((
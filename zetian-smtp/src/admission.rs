//! Concurrency admission: global and per-address session caps.
//!
//! Counters are checked and claimed before the greeting is sent; a rejected
//! connection gets `421` and is closed. Claims are RAII permits so a
//! session that panics or is aborted still releases its slots.

use std::{
    net::IpAddr,
    sync::{
        Arc,
        atomic::{AtomicUsize, Ordering},
    },
};

use dashmap::DashMap;

/// Shared counters for one listener.
#[derive(Debug, Default, Clone)]
pub(crate) struct ConnectionGauge {
    active: Arc<AtomicUsize>,
    per_ip: Arc<DashMap<IpAddr, usize>>,
}

/// Why a connection was refused admission.
#[derive(Debug, Clone, Copy, PartialEq, Eq)]
pub(crate) enum AdmissionDenied {
    TooManySessions,
    TooManyFromIp,
}

impl ConnectionGauge {
    pub(crate) fn new() -> Self {
        Self::default()
    }

    pub(crate) fn active(&self) -> usize {
        self.active.load(Ordering::Acquire)
    }

    /// Claim a slot for `ip`. A cap of 0 means unlimited.
    pub(crate) fn try_acquire(
        &self,
        ip: IpAddr,
        max_connections: usize,
        max_per_ip: usize,
    ) -> Result<ConnectionPermit, AdmissionDenied> {
        if max_connections > 0 && self.active.load(Ordering::Acquire) >= max_connections {
            return Err(AdmissionDenied::TooManySessions);
        }

        if max_per_ip > 0 {
            let mut entry = self.per_ip.entry(ip).or_insert(0);
            if *entry >= max_per_ip {
                return Err(AdmissionDenied::TooManyFromIp);
            }
            *entry += 1;
        } else {
            *self.per_ip.entry(ip).or_insert(0) += 1;
        }

        self.active.fetch_add(1, Ordering::AcqRel);

        Ok(ConnectionPermit {
            gauge: self.clone(),
            ip,
        })
    }

    fn release(&self, ip: IpAddr) {
        self.active.fetch_sub(1, Ordering::AcqRel);

        if let Some(mut entry) = self.per_ip.get_mut(&ip) {
            *entry = entry.saturating_sub(1);
            let drained = *entry == 0;
            drop(entry);
            if drained {
                self.per_ip.remove_if(&ip, |_, count| *count == 0);
            }
        }
    }
}

/// RAII claim on the admission counters; dropping it releases both the
/// global and the per-address slot.
#[derive(Debug)]
pub(crate) struct ConnectionPermit {
    gauge: ConnectionGauge,
    ip: IpAddr,
}

impl Drop for ConnectionPermit {
    fn drop(&mut self) {
        self.gauge.release(self.ip);
    }
}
))
PROBLEM STATEMENT: Search the entries above for the string "TooManySessions". Copy each line in which it appears.

TASK RESULT:
    TooManySessions,
            return Err(AdmissionDenied::TooManySessions);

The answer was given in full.